Ainsi, la spontanéité, la transparence et l’intimité apparaissent comme des notions toutes relatives dans ces courriers où le ou la malade semble souvent n’être que partiellement représenté tant d’autres acteurs ou actrices interviennent à tous niveaux de la consultation, que ce soit dans l’intention, dans la rédaction ou dans l’acheminement des courriers. Loin de la communication directe du sujet malade au texte, la lettre témoigne d’influences multiples et d’un travail de constitution complexe qui questionne alors son authenticité.

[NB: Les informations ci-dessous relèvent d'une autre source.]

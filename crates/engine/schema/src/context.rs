use std::{
    any::{Any, TypeId},
    collections::HashMap,
    fmt,
};

/// A request-scoped, type-keyed property bag.
///
/// Lives for the whole request and is visible to every pipeline stage and
/// resolver. One instance is never shared across requests.
#[derive(Default)]
pub struct Data(HashMap<TypeId, Box<dyn Any + Send + Sync>>);

impl Data {
    pub fn insert<D: Any + Send + Sync>(&mut self, data: D) {
        self.0.insert(TypeId::of::<D>(), Box::new(data));
    }

    pub fn get<D: Any + Send + Sync>(&self) -> Option<&D> {
        self.0.get(&TypeId::of::<D>()).and_then(|d| d.downcast_ref::<D>())
    }

    pub fn remove<D: Any + Send + Sync>(&mut self) -> Option<D> {
        self.0
            .remove(&TypeId::of::<D>())
            .and_then(|d| d.downcast::<D>().ok())
            .map(|boxed| *boxed)
    }
}

impl fmt::Debug for Data {
    fn fmt(&self, f: &mut fmt::Formatter<'_>) -> fmt::Result {
        f.debug_struct("Data").finish()
    }
}

/// The tree-scoped property bag.
///
/// Forked per selection subtree: values a resolver sets are visible to that
/// field's descendants but not to its siblings. Backed by a persistent map so
/// a fork is O(1) and never mutates the parent scope.
#[derive(Debug, Clone, Default)]
pub struct ScopedData(im::HashMap<String, serde_json::Value>);

impl ScopedData {
    pub fn get(&self, key: &str) -> Option<&serde_json::Value> {
        self.0.get(key)
    }

    pub fn insert(&mut self, key: impl Into<String>, value: impl Into<serde_json::Value>) {
        self.0.insert(key.into(), value.into());
    }

    #[must_use]
    pub fn with(mut self, key: impl Into<String>, value: impl Into<serde_json::Value>) -> Self {
        self.insert(key, value);
        self
    }

    pub fn is_empty(&self) -> bool {
        self.0.is_empty()
    }

    pub fn iter(&self) -> impl Iterator<Item = (&String, &serde_json::Value)> {
        self.0.iter()
    }
}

Ni entièrement privée, ni entièrement publique, ni complètement intime, ni totalement partagée, à la croisée de l’individuel et du social (Bossis, 1994) comme du profane et du savant, la lettre est éminemment ambiguë, au sens de ce qui se place entre deux catégories. C’est cette nature particulière, toujours aux limites (Dauphin, 2002) et dépassant les dichotomies catégorielles, qui en fait un document exceptionnel pour l’histoire (Sohn, 2002). Reste seulement à savoir comment l’aborder, comment la considérer pour magnifier son potentiel heuristique. C’est à cette difficulté que j’ai été rapidement confronté et qui m’a conduit à devoir penser la nature même de la lettre de consultation, la spécificité de ce type de document, pour pouvoir mettre en place une méthodologie qui lui soit adaptée. Sous quelle perspective épistémologique faut-il envisager la lettre pour que soient réconciliées et mutualisées l’approche qui place son authenticité dans le vécu du malade destinateur ou de la malade destinatrice et celle qui l’envisage à partir du système conventionnel de ses cadres de représentation? Autrement dit, comment aborder la lettre pour qu’elle dévoile pleinement ses diverses ressources historiques?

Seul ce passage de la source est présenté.